BEGIN Dataset entries
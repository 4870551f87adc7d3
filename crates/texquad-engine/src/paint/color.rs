/// Straight-alpha RGBA color in display (sRGB-encoded) space.
///
/// Values are what a non-sRGB framebuffer would store verbatim, so
/// `Color::rgba(0.5, 0.5, 0.5, 0.0)` is the mid gray a plain `glClearColor`
/// would produce. Convert with [`Color::to_wgpu`] for the target surface.
#[derive(Debug, Copy, Clone, Default, PartialEq)]
pub struct Color {
    pub r: f32,
    pub g: f32,
    pub b: f32,
    pub a: f32,
}

impl Color {
    pub const BLACK: Self = Self::rgba(0.0, 0.0, 0.0, 1.0);

    #[inline]
    pub const fn rgba(r: f32, g: f32, b: f32, a: f32) -> Self {
        Self { r, g, b, a }
    }

    /// Returns a copy with every channel clamped to `[0, 1]`.
    #[inline]
    pub fn clamped(self) -> Self {
        Self {
            r: self.r.clamp(0.0, 1.0),
            g: self.g.clamp(0.0, 1.0),
            b: self.b.clamp(0.0, 1.0),
            a: self.a.clamp(0.0, 1.0),
        }
    }

    /// Converts to a wgpu clear value.
    ///
    /// sRGB surfaces encode on write, so RGB is decoded to linear first;
    /// alpha is never encoded.
    pub fn to_wgpu(self, srgb_target: bool) -> wgpu::Color {
        let c = self.clamped();
        let channel = |v: f32| {
            if srgb_target { srgb_to_linear(v) as f64 } else { v as f64 }
        };
        wgpu::Color {
            r: channel(c.r),
            g: channel(c.g),
            b: channel(c.b),
            a: c.a as f64,
        }
    }
}

/// sRGB transfer function, decoding direction.
#[inline]
pub fn srgb_to_linear(v: f32) -> f32 {
    if v <= 0.04045 {
        v / 12.92
    } else {
        ((v + 0.055) / 1.055).powf(2.4)
    }
}

#[cfg(test)]
mod tests {
    use super::*;

    #[test]
    fn linear_target_passes_values_through() {
        let c = Color::rgba(0.5, 0.25, 1.0, 0.0).to_wgpu(false);
        assert_eq!((c.r, c.g, c.b, c.a), (0.5, 0.25, 1.0, 0.0));
    }

    #[test]
    fn srgb_target_decodes_rgb_only() {
        let c = Color::rgba(0.5, 0.5, 0.5, 0.5).to_wgpu(true);
        assert!((c.r - 0.2140).abs() < 1e-3);
        assert_eq!(c.r, c.g);
        assert_eq!(c.a, 0.5);
    }

    #[test]
    fn endpoints_are_fixed_points() {
        assert_eq!(srgb_to_linear(0.0), 0.0);
        assert!((srgb_to_linear(1.0) - 1.0).abs() < 1e-6);
    }

    #[test]
    fn out_of_range_channels_are_clamped() {
        let c = Color::rgba(-1.0, 2.0, 0.5, 3.0).clamped();
        assert_eq!(c, Color::rgba(0.0, 1.0, 0.5, 1.0));
    }
}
END Dataset entries
#### [Task goal]
Wherever a line in the records contains the word "alpha", copy that line.

#### [Finished task]
/// Straight-alpha RGBA color in display (sRGB-encoded) space.
    /// alpha is never encoded.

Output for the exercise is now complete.